Problem statement:
State how many lines of the entries below hold the word "PercentSalaryHike"; reply with nothing but the number.

[Material for this task Boundary: Start]

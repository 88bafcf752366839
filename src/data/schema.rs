//! Column names of the employee table.

pub const AGE: &str = "Age";
pub const ATTRITION: &str = "Attrition";
pub const DEPARTMENT: &str = "Department";
pub const DISTANCE_FROM_HOME: &str = "DistanceFromHome";
pub const GENDER: &str = "Gender";
pub const JOB_ROLE: &str = "JobRole";
pub const JOB_SATISFACTION: &str = "JobSatisfaction";
pub const MARITAL_STATUS: &str = "MaritalStatus";
pub const MONTHLY_INCOME: &str = "MonthlyIncome";
pub const OVER_TIME: &str = "OverTime";
pub const PERCENT_SALARY_HIKE: &str = "PercentSalaryHike";
pub const PERFORMANCE_RATING: &str = "PerformanceRating";
pub const TOTAL_WORKING_YEARS: &str = "TotalWorkingYears";
pub const TRAINING_TIMES_LAST_YEAR: &str = "TrainingTimesLastYear";
pub const YEARS_AT_COMPANY: &str = "YearsAtCompany";
pub const YEARS_IN_CURRENT_ROLE: &str = "YearsInCurrentRole";
pub const YEARS_SINCE_LAST_PROMOTION: &str = "YearsSinceLastPromotion";
pub const YEARS_WITH_CURR_MANAGER: &str = "YearsWithCurrManager";

// Derived at load time.
pub const TO_BE_PROMOTED: &str = "ToBePromoted";
pub const TO_BE_RETRENCHED: &str = "ToBeRetrenched";
pub const WORK_EXPERIENCE: &str = "WorkExperience";
pub const PCT_AT_COMPANY: &str = "PctAtCompany";

pub const YES: &str = "Yes";
pub const NO: &str = "No";
pub const MALE: &str = "Male";
pub const FEMALE: &str = "Female";

/// Text columns that must be present.
pub const REQUIRED_TEXT: &[&str] = &[
    ATTRITION,
    DEPARTMENT,
    GENDER,
    JOB_ROLE,
    MARITAL_STATUS,
    OVER_TIME,
];

/// Numeric columns that must be present and hold numbers (or be empty).
pub const REQUIRED_NUMERIC: &[&str] = &[
    AGE,
    DISTANCE_FROM_HOME,
    JOB_SATISFACTION,
    MONTHLY_INCOME,
    PERCENT_SALARY_HIKE,
    PERFORMANCE_RATING,
    TOTAL_WORKING_YEARS,
    TRAINING_TIMES_LAST_YEAR,
    YEARS_AT_COMPANY,
    YEARS_IN_CURRENT_ROLE,
    YEARS_SINCE_LAST_PROMOTION,
    YEARS_WITH_CURR_MANAGER,
];

pub const DERIVED: &[&str] = &[TO_BE_PROMOTED, TO_BE_RETRENCHED, WORK_EXPERIENCE, PCT_AT_COMPANY];

/// Labels of the eight `WorkExperience` buckets, lowest first.
pub const WORK_EXPERIENCE_LABELS: [&str; 8] = [
    "5 Yrs", "10 Yrs", "15 Yrs", "20 Yrs", "25 Yrs", "30 Yrs", "35 Yrs", "40 Yrs",
];

/// Iterate over every required raw column.
pub fn required_columns() -> impl Iterator<Item = &'static str> {
    REQUIRED_TEXT.iter().chain(REQUIRED_NUMERIC.iter()).copied()
}
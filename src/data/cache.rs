//! Dataset cache - reuse a loaded dataset until its file changes.
//!
//! Entries are keyed by canonical path and remember the file's modification
//! time. A lookup re-reads storage only when that time differs.

use std::collections::HashMap;
use std::path::{Path, PathBuf};
use std::sync::Arc;
use std::time::SystemTime;

use super::loader::load_file;
use super::model::HrDataset;
use crate::error::{DataError, DataResult};

struct CacheEntry {
    modified: SystemTime,
    dataset: Arc<HrDataset>,
}

/// In-memory cache of loaded datasets.
#[derive(Default)]
pub struct DatasetCache {
    entries: HashMap<PathBuf, CacheEntry>,
}

impl DatasetCache {
    pub fn new() -> Self {
        Self::default()
    }

    fn key_and_mtime(path: &Path) -> DataResult<(PathBuf, SystemTime)> {
        let key = path.canonicalize().map_err(|e| DataError::load(path, e))?;
        let modified = std::fs::metadata(&key)
            .and_then(|m| m.modified())
            .map_err(|e| DataError::load(path, e))?;
        Ok((key, modified))
    }

    /// Return the cached dataset for `path`, loading it when absent or when
    /// the file was modified since it was cached. Failures are not cached.
    pub fn get_or_load(&mut self, path: &Path) -> DataResult<Arc<HrDataset>> {
        let (key, modified) = match Self::key_and_mtime(path) {
            Ok(found) => found,
            Err(e) => {
                self.invalidate(path);
                return Err(e);
            }
        };

        if let Some(entry) = self.entries.get(&key) {
            if entry.modified == modified {
                log::debug!("Cache hit for {}", key.display());
                return Ok(Arc::clone(&entry.dataset));
            }
            log::info!("{} changed on disk, reloading", key.display());
        }

        let dataset = Arc::new(load_file(&key)?);
        self.entries.insert(
            key,
            CacheEntry {
                modified,
                dataset: Arc::clone(&dataset),
            },
        );
        Ok(dataset)
    }

    /// Whether the cached copy of `path` is missing or out of date.
    pub fn is_stale(&self, path: &Path) -> bool {
        match Self::key_and_mtime(path) {
            Ok((key, modified)) => self
                .entries
                .get(&key)
                .map_or(true, |entry| entry.modified != modified),
            Err(_) => true,
        }
    }

    /// Drop the entry for `path`, if any.
    pub fn invalidate(&mut self, path: &Path) {
        let key = path.canonicalize().unwrap_or_else(|_| path.to_path_buf());
        if self.entries.remove(&key).is_some() {
            log::debug!("Invalidated cache entry for {}", key.display());
        }
    }

    /// Drop every entry.
    pub fn clear(&mut self) {
        self.entries.clear();
    }

    pub fn len(&self) -> usize {
        self.entries.len()
    }
}

#[cfg(test)]
mod tests {
    use super::*;
    use crate::data::loader::tests::{write_csv, HEADER, ROWS};
    use std::time::Duration;

    #[test]
    fn test_second_lookup_hits_cache() {
        let dir = tempfile::tempdir().unwrap();
        let path = write_csv(&dir, "hr.csv", HEADER, ROWS);
        let mut cache = DatasetCache::new();

        let first = cache.get_or_load(&path).unwrap();
        let second = cache.get_or_load(&path).unwrap();
        assert!(Arc::ptr_eq(&first, &second));
        assert!(!cache.is_stale(&path));
        assert_eq!(cache.len(), 1);
    }

    #[test]
    fn test_modified_file_is_reloaded() {
        let dir = tempfile::tempdir().unwrap();
        let path = write_csv(&dir, "hr.csv", HEADER, ROWS);
        let mut cache = DatasetCache::new();
        let first = cache.get_or_load(&path).unwrap();

        write_csv(&dir, "hr.csv", HEADER, &ROWS[..2]);
        let later = SystemTime::now() + Duration::from_secs(5);
        std::fs::File::options()
            .write(true)
            .open(&path)
            .unwrap()
            .set_modified(later)
            .unwrap();

        assert!(cache.is_stale(&path));
        let second = cache.get_or_load(&path).unwrap();
        assert!(!Arc::ptr_eq(&first, &second));
        assert_eq!(second.len(), 2);
    }

    #[test]
    fn test_invalidate_forces_reload() {
        let dir = tempfile::tempdir().unwrap();
        let path = write_csv(&dir, "hr.csv", HEADER, ROWS);
        let mut cache = DatasetCache::new();
        let first = cache.get_or_load(&path).unwrap();
        cache.invalidate(&path);
        assert_eq!(cache.len(), 0);
        let second = cache.get_or_load(&path).unwrap();
        assert!(!Arc::ptr_eq(&first, &second));
        assert_eq!(*first, *second);
    }

    #[test]
    fn test_failed_load_is_not_cached() {
        let mut cache = DatasetCache::new();
        assert!(cache.get_or_load(Path::new("/no/such/hr.csv")).is_err());
        assert_eq!(cache.len(), 0);
    }

    #[test]
    fn test_clear_drops_everything() {
        let dir = tempfile::tempdir().unwrap();
        let a = write_csv(&dir, "a.csv", HEADER, ROWS);
        let b = write_csv(&dir, "b.csv", HEADER, &ROWS[..3]);
        let mut cache = DatasetCache::new();
        cache.get_or_load(&a).unwrap();
        cache.get_or_load(&b).unwrap();
        assert_eq!(cache.len(), 2);

        cache.clear();
        assert_eq!(cache.len(), 0);
        assert!(cache.is_stale(&a));
    }
}
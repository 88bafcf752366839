//! Writes a synthetic employee table so the dashboard can run without real
//! HR data. Output is CSV, or Parquet when the file ends in `.parquet`.

use std::fs::File;
use std::path::{Path, PathBuf};
use std::sync::Arc;

use anyhow::Context;
use arrow::array::{ArrayRef, Int64Array, StringArray};
use arrow::datatypes::{DataType, Field, Schema};
use arrow::record_batch::RecordBatch;
use clap::Parser;
use parquet::arrow::ArrowWriter;

#[derive(Parser, Debug)]
#[command(about = "Generate a synthetic HR dataset")]
struct Args {
    /// Number of employees.
    #[arg(long, default_value_t = 1470)]
    rows: usize,

    #[arg(long, default_value_t = 42)]
    seed: u64,

    #[arg(long, default_value = "input_data/raw_hr_data.csv")]
    out: PathBuf,
}

const TEXT_COLUMNS: [&str; 6] = [
    "Attrition",
    "Department",
    "Gender",
    "JobRole",
    "MaritalStatus",
    "OverTime",
];

const NUMERIC_COLUMNS: [&str; 13] = [
    "EmployeeNumber",
    "Age",
    "DistanceFromHome",
    "JobSatisfaction",
    "MonthlyIncome",
    "PercentSalaryHike",
    "PerformanceRating",
    "TotalWorkingYears",
    "TrainingTimesLastYear",
    "YearsAtCompany",
    "YearsInCurrentRole",
    "YearsSinceLastPromotion",
    "YearsWithCurrManager",
];

const DEPARTMENTS: [(&str, &[&str]); 3] = [
    ("Human Resources", &["Human Resources", "Manager"]),
    (
        "Research & Development",
        &[
            "Research Scientist",
            "Laboratory Technician",
            "Manufacturing Director",
            "Healthcare Representative",
            "Research Director",
        ],
    ),
    ("Sales", &["Sales Executive", "Sales Representative", "Manager"]),
];

const MARITAL: [&str; 3] = ["Single", "Married", "Divorced"];

/// Minimal deterministic PRNG (xoshiro256**)
struct SimpleRng {
    state: [u64; 4],
}

impl SimpleRng {
    fn new(seed: u64) -> Self {
        let mut s = [0u64; 4];
        let mut x = seed;
        for slot in &mut s {
            x = x.wrapping_mul(6364136223846793005).wrapping_add(1);
            *slot = x;
        }
        SimpleRng { state: s }
    }

    fn next_u64(&mut self) -> u64 {
        let result = (self.state[1].wrapping_mul(5))
            .rotate_left(7)
            .wrapping_mul(9);
        let t = self.state[1] << 17;
        self.state[2] ^= self.state[0];
        self.state[3] ^= self.state[1];
        self.state[1] ^= self.state[2];
        self.state[0] ^= self.state[3];
        self.state[2] ^= t;
        self.state[3] = self.state[3].rotate_left(45);
        result
    }

    fn next_f64(&mut self) -> f64 {
        (self.next_u64() >> 11) as f64 / (1u64 << 53) as f64
    }

    /// Uniform integer in `lo..=hi`.
    fn range(&mut self, lo: i64, hi: i64) -> i64 {
        let span = (hi - lo + 1).max(1) as u64;
        lo + (self.next_u64() % span) as i64
    }

    fn chance(&mut self, p: f64) -> bool {
        self.next_f64() < p
    }

    fn pick<'a, T>(&mut self, items: &'a [T]) -> &'a T {
        &items[self.next_u64() as usize % items.len()]
    }
}

/// One synthetic employee: text cells then numeric cells, in column order.
struct Employee {
    text: [String; TEXT_COLUMNS.len()],
    numbers: [i64; NUMERIC_COLUMNS.len()],
}

fn yes_no(flag: bool) -> String {
    if flag { "Yes" } else { "No" }.to_string()
}

fn generate_employee(id: usize, rng: &mut SimpleRng) -> Employee {
    let (department, roles) = *rng.pick(&DEPARTMENTS);
    let role = *rng.pick(roles);
    let gender = if rng.chance(0.6) { "Male" } else { "Female" };
    let marital = *rng.pick(&MARITAL);

    let age = rng.range(18, 60);
    let total_working_years = rng.range(0, (age - 18).min(40));
    let years_at_company = rng.range(0, total_working_years);
    let years_in_role = rng.range(0, years_at_company);
    let years_since_promotion = rng.range(0, years_at_company);
    let years_with_manager = rng.range(0, years_in_role);
    let performance = if rng.chance(0.15) { rng.range(1, 2) } else { rng.range(3, 4) };
    let satisfaction = rng.range(1, 4);
    let distance = rng.range(1, 29);
    let over_time = rng.chance(0.28);

    // Short tenure, long commutes and low satisfaction raise the odds of leaving.
    let mut p_leave = 0.08;
    if years_at_company < 3 {
        p_leave += 0.08;
    }
    if distance > 20 {
        p_leave += 0.05;
    }
    if satisfaction == 1 {
        p_leave += 0.07;
    }
    if over_time {
        p_leave += 0.06;
    }
    let attrition = rng.chance(p_leave);

    let income = 1000 + 250 * total_working_years + rng.range(0, 4000);

    Employee {
        text: [
            yes_no(attrition),
            department.to_string(),
            gender.to_string(),
            role.to_string(),
            marital.to_string(),
            yes_no(over_time),
        ],
        numbers: [
            id as i64 + 1,
            age,
            distance,
            satisfaction,
            income,
            rng.range(11, 25),
            performance,
            total_working_years,
            rng.range(0, 6),
            years_at_company,
            years_in_role,
            years_since_promotion,
            years_with_manager,
        ],
    }
}

fn write_csv(path: &Path, employees: &[Employee]) -> anyhow::Result<()> {
    let mut writer = csv::Writer::from_path(path)?;
    writer.write_record(TEXT_COLUMNS.iter().chain(NUMERIC_COLUMNS.iter()))?;
    for e in employees {
        let numbers = e.numbers.iter().map(i64::to_string);
        writer.write_record(e.text.iter().cloned().chain(numbers))?;
    }
    writer.flush()?;
    Ok(())
}

fn write_parquet(path: &Path, employees: &[Employee]) -> anyhow::Result<()> {
    let fields: Vec<Field> = TEXT_COLUMNS
        .iter()
        .map(|name| Field::new(*name, DataType::Utf8, false))
        .chain(
            NUMERIC_COLUMNS
                .iter()
                .map(|name| Field::new(*name, DataType::Int64, false)),
        )
        .collect();
    let schema = Arc::new(Schema::new(fields));

    let mut columns: Vec<ArrayRef> = Vec::new();
    for i in 0..TEXT_COLUMNS.len() {
        let values: StringArray = employees.iter().map(|e| Some(e.text[i].as_str())).collect();
        columns.push(Arc::new(values));
    }
    for i in 0..NUMERIC_COLUMNS.len() {
        let values: Int64Array = employees.iter().map(|e| Some(e.numbers[i])).collect();
        columns.push(Arc::new(values));
    }

    let batch = RecordBatch::try_new(schema.clone(), columns)?;
    let file = File::create(path)?;
    let mut writer = ArrowWriter::try_new(file, schema, None)?;
    writer.write(&batch)?;
    writer.close()?;
    Ok(())
}

fn main() -> anyhow::Result<()> {
    let args = Args::parse();
    let mut rng = SimpleRng::new(args.seed);
    let employees: Vec<Employee> = (0..args.rows)
        .map(|id| generate_employee(id, &mut rng))
        .collect();

    if let Some(dir) = args.out.parent().filter(|d| !d.as_os_str().is_empty()) {
        std::fs::create_dir_all(dir).with_context(|| format!("creating {}", dir.display()))?;
    }

    let is_parquet = args
        .out
        .extension()
        .and_then(|e| e.to_str())
        .is_some_and(|e| e.eq_ignore_ascii_case("parquet") || e.eq_ignore_ascii_case("pq"));
    if is_parquet {
        write_parquet(&args.out, &employees)?;
    } else {
        write_csv(&args.out, &employees)?;
    }

    println!("Written {} employees to {}", employees.len(), args.out.display());
    Ok(())
}
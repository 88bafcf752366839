use super::model::{CellValue, EmployeeRecord};
use super::schema::{self, NO, WORK_EXPERIENCE_LABELS, YES};

// ---------------------------------------------------------------------------
// Business flags
// ---------------------------------------------------------------------------

/// Promotion is due after ten years without one, for anyone rated above 2.
pub fn is_to_be_promoted(rec: &EmployeeRecord) -> bool {
    match (
        rec.number(schema::YEARS_SINCE_LAST_PROMOTION),
        rec.number(schema::PERFORMANCE_RATING),
    ) {
        (Some(since_promo), Some(rating)) => since_promo >= 10.0 && rating > 2.0,
        _ => false,
    }
}

/// Retrenchment candidates: long stagnation with a rating below 3, or a mid-length
/// stint with the lowest rating. Employees who already left or are due for
/// promotion are never flagged.
pub fn is_to_be_retrenched(rec: &EmployeeRecord, to_be_promoted: bool) -> bool {
    let (Some(in_role), Some(rating)) = (
        rec.number(schema::YEARS_IN_CURRENT_ROLE),
        rec.number(schema::PERFORMANCE_RATING),
    ) else {
        return false;
    };
    let stagnant = in_role >= 10.0 && rating < 3.0;
    let underperforming = in_role > 2.0 && in_role < 10.0 && rating == 1.0;
    let still_employed = rec.text(schema::ATTRITION) == Some(NO);

    (stagnant || underperforming) && still_employed && !to_be_promoted
}

/// Share of the career spent at this company, in percent. Zero when the
/// employee has no working years on record or the ratio is undefined.
pub fn pct_at_company(rec: &EmployeeRecord) -> f64 {
    let pct = match (
        rec.number(schema::YEARS_AT_COMPANY),
        rec.number(schema::TOTAL_WORKING_YEARS),
    ) {
        (Some(at_company), Some(total)) if total != 0.0 => at_company / total * 100.0,
        _ => 0.0,
    };
    if pct.is_finite() {
        pct
    } else {
        0.0
    }
}

// ---------------------------------------------------------------------------
// Work experience buckets
// ---------------------------------------------------------------------------

/// Eight equal-width, right-inclusive intervals over the observed
/// `[min, max]` of total working years. The minimum lands in the first bucket.
#[derive(Debug, Clone, Copy, PartialEq)]
pub struct ExperienceBins {
    min: f64,
    max: f64,
}

impl ExperienceBins {
    pub const COUNT: usize = WORK_EXPERIENCE_LABELS.len();

    pub fn new(min: f64, max: f64) -> Self {
        ExperienceBins { min, max }
    }

    /// Build the bins from the observed total working years of `records`.
    pub fn observe(records: &[EmployeeRecord]) -> Option<Self> {
        records
            .iter()
            .filter_map(|r| r.number(schema::TOTAL_WORKING_YEARS))
            .fold(None, |acc: Option<(f64, f64)>, v| match acc {
                None => Some((v, v)),
                Some((lo, hi)) => Some((lo.min(v), hi.max(v))),
            })
            .map(|(lo, hi)| ExperienceBins::new(lo, hi))
    }

    /// Upper edge of bucket `i` (0-based); the last edge is exactly `max`.
    fn upper_edge(&self, i: usize) -> f64 {
        if i + 1 == Self::COUNT {
            self.max
        } else {
            self.min + (self.max - self.min) * (i + 1) as f64 / Self::COUNT as f64
        }
    }

    /// Bucket index of `years`, `None` when outside the observed domain.
    pub fn index_of(&self, years: f64) -> Option<usize> {
        if years.is_nan() || years < self.min || years > self.max {
            return None;
        }
        if self.max == self.min {
            return Some(0);
        }
        (0..Self::COUNT).find(|&i| years <= self.upper_edge(i))
    }

    pub fn label_of(&self, years: f64) -> Option<&'static str> {
        self.index_of(years).map(|i| WORK_EXPERIENCE_LABELS[i])
    }
}

// ---------------------------------------------------------------------------
// Entry point
// ---------------------------------------------------------------------------

/// Append the derived columns to every record. Returns their names in the
/// order they were added.
pub fn derive_columns(records: &mut [EmployeeRecord]) -> Vec<String> {
    let bins = ExperienceBins::observe(records);

    for rec in records.iter_mut() {
        let promote = is_to_be_promoted(rec);
        let retrench = is_to_be_retrenched(rec, promote);
        let experience = rec
            .number(schema::TOTAL_WORKING_YEARS)
            .and_then(|years| bins.and_then(|b| b.label_of(years)))
            .map(|label| CellValue::Text(label.to_string()))
            .unwrap_or(CellValue::Null);
        let pct = pct_at_company(rec);

        rec.set(schema::TO_BE_PROMOTED, yes_no(promote));
        rec.set(schema::TO_BE_RETRENCHED, yes_no(retrench));
        rec.set(schema::WORK_EXPERIENCE, experience);
        rec.set(schema::PCT_AT_COMPANY, CellValue::Float(pct));
    }

    log::debug!("Derived columns for {} records ({bins:?})", records.len());
    schema::DERIVED.iter().map(|c| c.to_string()).collect()
}

fn yes_no(flag: bool) -> CellValue {
    CellValue::Text(if flag { YES } else { NO }.to_string())
}
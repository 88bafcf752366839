/// Data layer: core types, loading, derivation, filtering and aggregation.
///
/// Architecture:
/// ```text
///  .csv / .json / .parquet
///        │
///        ▼
///   ┌──────────┐     ┌──────────┐
///   │  loader   │ ──▶ │  derive   │  ToBePromoted, ToBeRetrenched,
///   └──────────┘     └──────────┘  WorkExperience, PctAtCompany
///        │
///        ▼
///   ┌───────────┐    ┌──────────┐
///   │ HrDataset  │ ◀─ │  cache    │  reuse until the file changes
///   └───────────┘    └──────────┘
///        │
///        ▼
///   ┌──────────┐
///   │  filter   │  active constraints → row indices
///   └──────────┘
///        │
///        ▼
///   ┌──────────┐
///   │  stats    │  counts, percentages, group means
///   └──────────┘
///        │
///        ▼
///   ┌──────────┐
///   │ insights  │  findings judged against configured targets
///   └──────────┘
/// ```

pub mod cache;
pub mod derive;
pub mod export;
pub mod filter;
pub mod insights;
pub mod loader;
pub mod model;
pub mod schema;
pub mod stats;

[Material for this task Boundary: End]

Response:
2